If you take decks like Storm, Amulet Titan, or Neobrand, they can also kill quickly, but if something goes wrong, they crumble and do nothing. If something goes wrong with Hogaak, they just kill you a turn later instead. This combination of power, speed, consistency and resiliency is unmatched by anything in the format.

Since you can’t expect Hogaak to reliably fizzle and you can’t fight it with the cards you’d use to fight any other Magic deck, the only resort you have is to hate it out, and you have to be very particular about your hate, since the deck can often win through “soft hate” such as Nihil Spellbomb, Surgical Extraction, Relic of Progenitus, or even Ravenous Trap. You really need to stop them from playing the game to begin with.

This was the avenue chosen by most of the Mythic Championship, as Leyline of the Void was the most-played card in the tournament with over two copies per player, several of them in the maindeck. This is an unprecedented level of hate, and it was still not enough to stop the Hogaak menace. Hogaak was the most-played and also the best-performing deck in the tournament, with over half the 8-2 records. It only placed one player in the Top 8, but I believe that was simply due to wins being badly distributed, partly because it was a split format and partly because the deck was cannibalized by the players who chose to play maindeck Leyline in it, increasing their win percentage in mirrors but lowering it across the field (so the people who won the most mirrors also lost the most other matchups, give or take).

Here’s the decklist I played for an 8-2 result at the Mythic Championship:

I believe the core of the deck is basically locked in (Hogaak, Arisen Necropolis; Vengevine; Faithless Looting; Stitcher’s Supplier; Bloodghast; Gravecrawler; Carrion Feeder) but there is a lot of variation on the last slots. Here are your options:

Satyr Wayfinder is almost a core part of the deck at this point, since I believe almost everyone played it. It’s not the fastest card, but it does enable Turn 2 Hogaaks reliably, and it’s an important card in sideboard games where you might actually want to hit your land drops to hardcast Vengevine.

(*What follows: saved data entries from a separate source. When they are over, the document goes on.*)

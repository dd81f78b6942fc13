//! UCT configuration parameters.

use serde::{Deserialize, Serialize};

/// Which states a rollout adds to the tree.
#[derive(Clone, Copy, Debug, PartialEq, Eq, Serialize, Deserialize)]
pub enum Expansion {
    /// Every state visited by a rollout becomes a node.
    RecordAllNodes,
    /// One new node per rollout; the rest of the rollout is a random playout.
    OneNodeExpansion,
}

/// How a child is picked while descending the tree.
#[derive(Clone, Copy, Debug, PartialEq, Eq, Serialize, Deserialize)]
pub enum Selection {
    /// Untried moves first, then the highest UCB1 score.
    Ucb1,
    /// Tried moves that always won (most visited first), then untried moves,
    /// then the highest UCB1 score.
    WinsFirst,
}

/// How the move is chosen once the iterations are spent.
#[derive(Clone, Copy, Debug, PartialEq, Eq, Serialize, Deserialize)]
pub enum FinalMove {
    /// Most visited child.
    MostVisits,
    /// Highest mean value for the searching role, then most visits.
    WinsFirst,
}

/// UCT configuration parameters.
#[derive(Clone, Debug, PartialEq, Serialize, Deserialize)]
pub struct UctConfig {
    /// `c_p` in the UCB1 bonus `c_p * sqrt(ln(parent visits) / edge visits)`.
    pub exploration_constant: f64,

    /// Rollouts per real move.
    pub iterations: u32,

    pub expansion: Expansion,

    pub selection: Selection,

    pub final_move: FinalMove,
}

impl Default for UctConfig {
    fn default() -> Self {
        Self {
            exploration_constant: std::f64::consts::SQRT_2,
            iterations: 1000,
            expansion: Expansion::RecordAllNodes,
            selection: Selection::Ucb1,
            final_move: FinalMove::MostVisits,
        }
    }
}

impl UctConfig {
    /// Plain UCT that records every visited state.
    #[must_use]
    pub fn record_all_nodes() -> Self {
        Self::default()
    }

    /// UCT that adds one node per rollout.
    #[must_use]
    pub fn one_node_expansion() -> Self {
        Self::default().with_expansion(Expansion::OneNodeExpansion)
    }

    /// One-node-expansion UCT that favors moves which have only ever won.
    #[must_use]
    pub fn wins_first() -> Self {
        Self::one_node_expansion()
            .with_selection(Selection::WinsFirst)
            .with_final_move(FinalMove::WinsFirst)
    }

    pub fn with_exploration(mut self, c: f64) -> Self {
        self.exploration_constant = c;
        self
    }

    /// Create a new config with a custom rollout count.
    pub fn with_iterations(mut self, iterations: u32) -> Self {
        self.iterations = iterations;
        self
    }

    pub fn with_expansion(mut self, expansion: Expansion) -> Self {
        self.expansion = expansion;
        self
    }

    pub fn with_selection(mut self, selection: Selection) -> Self {
        self.selection = selection;
        self
    }

    pub fn with_final_move(mut self, final_move: FinalMove) -> Self {
        self.final_move = final_move;
        self
    }
}

#[cfg(test)]
mod tests {
    use super::*;

    #[test]
    fn test_default_config() {
        let config = UctConfig::default();
        assert!((config.exploration_constant - std::f64::consts::SQRT_2).abs() < 0.001);
        assert_eq!(config.iterations, 1000);
        assert_eq!(config.expansion, Expansion::RecordAllNodes);
        assert_eq!(config.final_move, FinalMove::MostVisits);
    }

    #[test]
    fn test_presets() {
        let config = UctConfig::wins_first();
        assert_eq!(config.expansion, Expansion::OneNodeExpansion);
        assert_eq!(config.selection, Selection::WinsFirst);
        assert_eq!(config.final_move, FinalMove::WinsFirst);
    }

    #[test]
    fn test_builder_pattern() {
        let config = UctConfig::default()
            .with_exploration(2.0)
            .with_iterations(50);

        assert_eq!(config.exploration_constant, 2.0);
        assert_eq!(config.iterations, 50);
    }

    #[test]
    fn test_serialization() {
        let config = UctConfig::one_node_expansion().with_iterations(7);
        let json = serde_json::to_string(&config).unwrap();
        let deserialized: UctConfig = serde_json::from_str(&json).unwrap();
        assert_eq!(config, deserialized);
    }
}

This card separated our builds from most other builds. Almost everyone identified Hedron Crab as strong in the deck, but most people didn’t feel it was worth the manabase sacrifices. We disagreed, feeling that, even though the manabase got meaningfully worse, it was still too good a card not to play.

There are two reasons I feel Hedron Crab is worth it. The first is that it’s very explosive. Your fastest draws often include Crab, as it can mill for twelve cards over the course of two turns. It is a crucial card in mirrors, as well as against Humans and decks like Grixis Urza that cannot interact with it. The second reason is that it is, by itself, a powerful milling engine. If you’re playing a game where your opponent is disrupting your cards and your graveyard and you’re trading resources back and forth, then if you are going to have one card left standing, you probably want that to be the Crab, since it’s enough to kickstart you back into the game after any number of Nihil Spellbombs, Ravenous Traps, and Relics of Progenitus.

This was the other card that we had and almost no one else did. It’s easy to assume that, since Bridge from Below got banned, the other half of the combo (the Altar of Dementia) should just leave the deck as well, but we identified early on that Altar was actually relevant even without Bridge. A lot of the mirrors come down to battlefield stalls, where players are just attacking, blocking, and recasting Vengevines and Hogaaks. Altar singlehandedly wins those.

It also has strong applications versus Humans (by denying Reflector Mage and Deputy of Detention and by letting you win through multiple Auriok Champion), Death’s Shadow (so you can kill them without enabling their Death’s Shadows), and Ensnaring Bridge decks (even if they Karn for Bridge, you can sometimes kill Karn with your small creatures and then Altar mills them out). Since Altar did all of that while also being just part of your regular milling plan, we felt it was still a good addition to the deck. Between Crabs and Altars, we felt advantaged in all the mirror matches that didn’t include Leyline of the Void.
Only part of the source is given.